***** Available records
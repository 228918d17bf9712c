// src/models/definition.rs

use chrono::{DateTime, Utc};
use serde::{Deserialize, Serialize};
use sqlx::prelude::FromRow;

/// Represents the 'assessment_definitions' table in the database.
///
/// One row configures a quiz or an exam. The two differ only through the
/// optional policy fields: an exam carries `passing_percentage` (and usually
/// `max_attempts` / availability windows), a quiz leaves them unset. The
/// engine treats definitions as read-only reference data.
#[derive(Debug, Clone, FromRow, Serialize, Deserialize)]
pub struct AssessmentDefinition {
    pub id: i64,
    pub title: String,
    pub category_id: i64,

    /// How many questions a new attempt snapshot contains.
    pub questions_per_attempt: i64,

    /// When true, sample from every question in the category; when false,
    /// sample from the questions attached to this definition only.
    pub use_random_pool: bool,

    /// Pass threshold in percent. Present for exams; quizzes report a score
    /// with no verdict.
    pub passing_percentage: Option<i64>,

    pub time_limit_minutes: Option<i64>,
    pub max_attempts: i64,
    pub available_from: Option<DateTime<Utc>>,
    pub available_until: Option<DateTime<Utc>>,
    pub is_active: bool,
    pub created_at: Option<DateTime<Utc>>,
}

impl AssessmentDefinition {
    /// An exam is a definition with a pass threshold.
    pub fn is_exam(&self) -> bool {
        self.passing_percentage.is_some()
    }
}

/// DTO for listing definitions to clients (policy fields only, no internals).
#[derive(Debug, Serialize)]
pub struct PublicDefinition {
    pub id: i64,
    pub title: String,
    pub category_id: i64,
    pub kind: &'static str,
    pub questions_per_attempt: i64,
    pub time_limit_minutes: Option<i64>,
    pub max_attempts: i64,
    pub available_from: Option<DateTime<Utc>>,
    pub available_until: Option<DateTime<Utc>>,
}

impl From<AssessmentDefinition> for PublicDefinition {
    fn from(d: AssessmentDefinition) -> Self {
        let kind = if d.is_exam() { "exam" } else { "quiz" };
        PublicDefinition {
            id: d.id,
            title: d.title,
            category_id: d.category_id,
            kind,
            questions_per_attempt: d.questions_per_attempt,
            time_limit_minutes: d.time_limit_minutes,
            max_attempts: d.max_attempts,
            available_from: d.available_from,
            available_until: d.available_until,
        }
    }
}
**********
→ **Goal of the exercise**
Word for word, please return the lines from the one containing "self.passing_percentage.is_some()" through the end of the listing, both ends included, and nothing else.

→ **Answer for the task**
        self.passing_percentage.is_some()
    }
}

/// DTO for listing definitions to clients (policy fields only, no internals).
#[derive(Debug, Serialize)]
pub struct PublicDefinition {
    pub id: i64,
    pub title: String,
    pub category_id: i64,
    pub kind: &'static str,
    pub questions_per_attempt: i64,
    pub time_limit_minutes: Option<i64>,
    pub max_attempts: i64,
    pub available_from: Option<DateTime<Utc>>,
    pub available_until: Option<DateTime<Utc>>,
}

impl From<AssessmentDefinition> for PublicDefinition {
    fn from(d: AssessmentDefinition) -> Self {
        let kind = if d.is_exam() { "exam" } else { "quiz" };
        PublicDefinition {
            id: d.id,
            title: d.title,
            category_id: d.category_id,
            kind,
            questions_per_attempt: d.questions_per_attempt,
            time_limit_minutes: d.time_limit_minutes,
            max_attempts: d.max_attempts,
            available_from: d.available_from,
            available_until: d.available_until,
        }
    }
}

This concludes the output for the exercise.